Currently there are more than 100 anesthesiology-based
pain medicine fellowship programs, all of which are
accredited by the Accreditation Council for Graduate
Medical Education (ACGME) via the Anesthesiology Residency
Review Committee (RRC). This accreditation oversight
via RRC allows its members to have unique vantage
points from which to view subspecialty pain medicine
training and the educational continuum. For emphasis,
ACGME is a private, nonprofit council that evaluates
and accredits medical residency programs in the United
States and whose primary mission is to promote the
quality of residency education for the next generation
of physicians and to contribute to safe and effective
patient care. The members of the Anesthesiology RRC
are practicing anesthesiologists with original nomination
through the American Board of Anesthesiology, American
Medical Association and ASA.
One of the considerations used by RRC when evaluating
pain medicine training is whether the curriculum and
length of training continuum is of sufficient duration
to cover the breadth of knowledge required by pain
medicine subspecialists to care effectively for patients.

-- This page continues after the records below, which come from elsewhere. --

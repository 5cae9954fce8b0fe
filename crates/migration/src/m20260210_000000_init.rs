//! Initial schema migration - creates all tables from scratch.
//!
//! The complete schema for Divvy:
//!
//! - `users`: authentication + display name
//! - `lists`: shared-expense groups with a join code and running total
//! - `list_members`: multi-user list access
//! - `payments`: expense events against a list
//! - `paid_by_entries`: per-member cost shares of a payment

use sea_orm_migration::prelude::*;

#[derive(DeriveMigrationName)]
pub struct Migration;

// ─────────────────────────────────────────────────────────────────────────────
// Table identifiers
// ─────────────────────────────────────────────────────────────────────────────

#[derive(Iden)]
enum Users {
    Table,
    Username,
    Nickname,
    Password,
}

#[derive(Iden)]
enum Lists {
    Table,
    Id,
    Name,
    Creator,
    ShareCode,
    TotalAmountMinor,
}

#[derive(Iden)]
enum ListMembers {
    Table,
    ListId,
    UserId,
}

#[derive(Iden)]
enum Payments {
    Table,
    Id,
    ListId,
    AmountMinor,
    PaymentFor,
    Category,
    IsEquallyPaid,
    CreatedAt,
}

#[derive(Iden)]
enum PaidByEntries {
    Table,
    Id,
    PaymentId,
    Member,
    AmountMinor,
}

// ─────────────────────────────────────────────────────────────────────────────
// Migration implementation
// ─────────────────────────────────────────────────────────────────────────────

#[async_trait::async_trait]
impl MigrationTrait for Migration {
    async fn up(&self, manager: &SchemaManager) -> Result<(), DbErr> {
        // ───────────────────────────────────────────────────────────────────
        // 1. Users
        // ───────────────────────────────────────────────────────────────────
        manager
            .create_table(
                Table::create()
                    .table(Users::Table)
                    .if_not_exists()
                    .col(
                        ColumnDef::new(Users::Username)
                            .string()
                            .not_null()
                            .primary_key(),
                    )
                    .col(ColumnDef::new(Users::Nickname).string().not_null())
                    .col(ColumnDef::new(Users::Password).string().not_null())
                    .to_owned(),
            )
            .await?;

        // ───────────────────────────────────────────────────────────────────
        // 2. Lists
        // ───────────────────────────────────────────────────────────────────
        manager
            .create_table(
                Table::create()
                    .table(Lists::Table)
                    .if_not_exists()
                    .col(ColumnDef::new(Lists::Id).string().not_null().primary_key())
                    .col(ColumnDef::new(Lists::Name).string().not_null())
                    .col(ColumnDef::new(Lists::Creator).string().not_null())
                    .col(ColumnDef::new(Lists::ShareCode).string().not_null())
                    .col(
                        ColumnDef::new(Lists::TotalAmountMinor)
                            .big_integer()
                            .not_null()
                            .default(0),
                    )
                    .foreign_key(
                        ForeignKey::create()
                            .name("fk-lists-creator")
                            .from(Lists::Table, Lists::Creator)
                            .to(Users::Table, Users::Username),
                    )
                    .to_owned(),
            )
            .await?;

        manager
            .create_index(
                Index::create()
                    .name("idx-lists-share_code-unique")
                    .table(Lists::Table)
                    .col(Lists::ShareCode)
                    .unique()
                    .to_owned(),
            )
            .await?;

        manager
            .create_index(
                Index::create()
                    .name("idx-lists-creator")
                    .table(Lists::Table)
                    .col(Lists::Creator)
                    .to_owned(),
            )
            .await?;

        // ───────────────────────────────────────────────────────────────────
        // 3. List Members
        // ───────────────────────────────────────────────────────────────────
        manager
            .create_table(
                Table::create()
                    .table(ListMembers::Table)
                    .if_not_exists()
                    .col(ColumnDef::new(ListMembers::ListId).string().not_null())
                    .col(ColumnDef::new(ListMembers::UserId).string().not_null())
                    .primary_key(
                        Index::create()
                            .col(ListMembers::ListId)
                            .col(ListMembers::UserId),
                    )
                    .foreign_key(
                        ForeignKey::create()
                            .name("fk-list_members-list_id")
                            .from(ListMembers::Table, ListMembers::ListId)
                            .to(Lists::Table, Lists::Id)
                            .on_delete(ForeignKeyAction::Cascade),
                    )
                    .foreign_key(
                        ForeignKey::create()
                            .name("fk-list_members-user_id")
                            .from(ListMembers::Table, ListMembers::UserId)
                            .to(Users::Table, Users::Username)
                            .on_delete(ForeignKeyAction::Cascade),
                    )
                    .to_owned(),
            )
            .await?;

        manager
            .create_index(
                Index::create()
                    .name("idx-list_members-user_id")
                    .table(ListMembers::Table)
                    .col(ListMembers::UserId)
                    .to_owned(),
            )
            .await?;

        // ───────────────────────────────────────────────────────────────────
        // 4. Payments
        // ───────────────────────────────────────────────────────────────────
        manager
            .create_table(
                Table::create()
                    .table(Payments::Table)
                    .if_not_exists()
                    .col(
                        ColumnDef::new(Payments::Id)
                            .string()
                            .not_null()
                            .primary_key(),
                    )
                    .col(ColumnDef::new(Payments::ListId).string().not_null())
                    .col(
                        ColumnDef::new(Payments::AmountMinor)
                            .big_integer()
                            .not_null(),
                    )
                    .col(ColumnDef::new(Payments::PaymentFor).string().not_null())
                    .col(ColumnDef::new(Payments::Category).string().not_null())
                    .col(
                        ColumnDef::new(Payments::IsEquallyPaid)
                            .boolean()
                            .not_null(),
                    )
                    .col(ColumnDef::new(Payments::CreatedAt).timestamp().not_null())
                    .foreign_key(
                        ForeignKey::create()
                            .name("fk-payments-list_id")
                            .from(Payments::Table, Payments::ListId)
                            .to(Lists::Table, Lists::Id)
                            .on_delete(ForeignKeyAction::Cascade),
                    )
                    .to_owned(),
            )
            .await?;

        manager
            .create_index(
                Index::create()
                    .name("idx-payments-list_id-created_at")
                    .table(Payments::Table)
                    .col(Payments::ListId)
                    .col(Payments::CreatedAt)
                    .to_owned(),
            )
            .await?;

        // ───────────────────────────────────────────────────────────────────
        // 5. Paid-by entries
        // ───────────────────────────────────────────────────────────────────
        manager
            .create_table(
                Table::create()
                    .table(PaidByEntries::Table)
                    .if_not_exists()
                    .col(
                        ColumnDef::new(PaidByEntries::Id)
                            .string()
                            .not_null()
                            .primary_key(),
                    )
                    .col(ColumnDef::new(PaidByEntries::PaymentId).string().not_null())
                    .col(ColumnDef::new(PaidByEntries::Member).string().not_null())
                    .col(
                        ColumnDef::new(PaidByEntries::AmountMinor)
                            .big_integer()
                            .not_null(),
                    )
                    .foreign_key(
                        ForeignKey::create()
                            .name("fk-paid_by_entries-payment_id")
                            .from(PaidByEntries::Table, PaidByEntries::PaymentId)
                            .to(Payments::Table, Payments::Id)
                            .on_delete(ForeignKeyAction::Cascade),
                    )
                    .foreign_key(
                        ForeignKey::create()
                            .name("fk-paid_by_entries-member")
                            .from(PaidByEntries::Table, PaidByEntries::Member)
                            .to(Users::Table, Users::Username)
                            .on_delete(ForeignKeyAction::Cascade),
                    )
                    .to_owned(),
            )
            .await?;

        manager
            .create_index(
                Index::create()
                    .name("idx-paid_by_entries-payment_id")
                    .table(PaidByEntries::Table)
                    .col(PaidByEntries::PaymentId)
                    .to_owned(),
            )
            .await?;

        manager
            .create_index(
                Index::create()
                    .name("idx-paid_by_entries-member")
                    .table(PaidByEntries::Table)
                    .col(PaidByEntries::Member)
                    .to_owned(),
            )
            .await?;

        Ok(())
    }

    async fn down(&self, manager: &SchemaManager) -> Result<(), DbErr> {
        // Drop in reverse order of creation (respecting FK dependencies)
        manager
            .drop_table(Table::drop().table(PaidByEntries::Table).to_owned())
            .await?;
        manager
            .drop_table(Table::drop().table(Payments::Table).to_owned())
            .await?;
        manager
            .drop_table(Table::drop().table(ListMembers::Table).to_owned())
            .await?;
        manager
            .drop_table(Table::drop().table(Lists::Table).to_owned())
            .await?;
        manager
            .drop_table(Table::drop().table(Users::Table).to_owned())
            .await?;
        Ok(())
    }
}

At present, many voice their opinion that the training
continuum needs to be lengthened to allow for the
expanding knowledge of pain medicine patient care
to be covered effectively. There is a developing sense
that an additional six months of training and education
will help to cover the growing information about this
area of medicine. This lengthening of the training
continuum to produce more comprehensively trained
physicians may be less problematic than many believe.
Instituting a creative use of six months of elective
time during the last year of a resident’s core
residency program for pain medicine training expansion
may be the answer. It will produce no additional time
to the overall residency-fellowship training cycle,
and it will take advantage of already allocated elective
time during the CA-3 year. Other specialties have
been successful in using similar models, and we hold
out hope that this may work for both our core residencies
and pain medicine fellowship programs.
An additional need for our pain medicine fellowship
training programs is to continue to nurture a truly
academic focus with the creation of new knowledge
through research and innovation. It is our belief
that any specialty or subspecialty needs this creation
of new knowledge as an integral part of the training
environment to assure the long-term health of the
discipline. There are likely many ways the specialty
of anesthesiology can help in developing this subspecialty,
and the most important is to have our core residents
and pain medicine fellows recognize that pain medicine
faculty are succeeding in academic careers. Individual
faculty carrying out research, education and clinical
care, all the while enjoying the experience, will
measure the success of the academic model. This seems
most possible in a setting where an individual training
program is of sufficient depth and breadth to allow
a sufficient number of faculty to collaborate in academic
work.
The goal of the Anesthesiology RRC is to create the
very best pain medicine physicians by encouraging
development of and accrediting training programs that
have a comprehensive approach to pain medicine.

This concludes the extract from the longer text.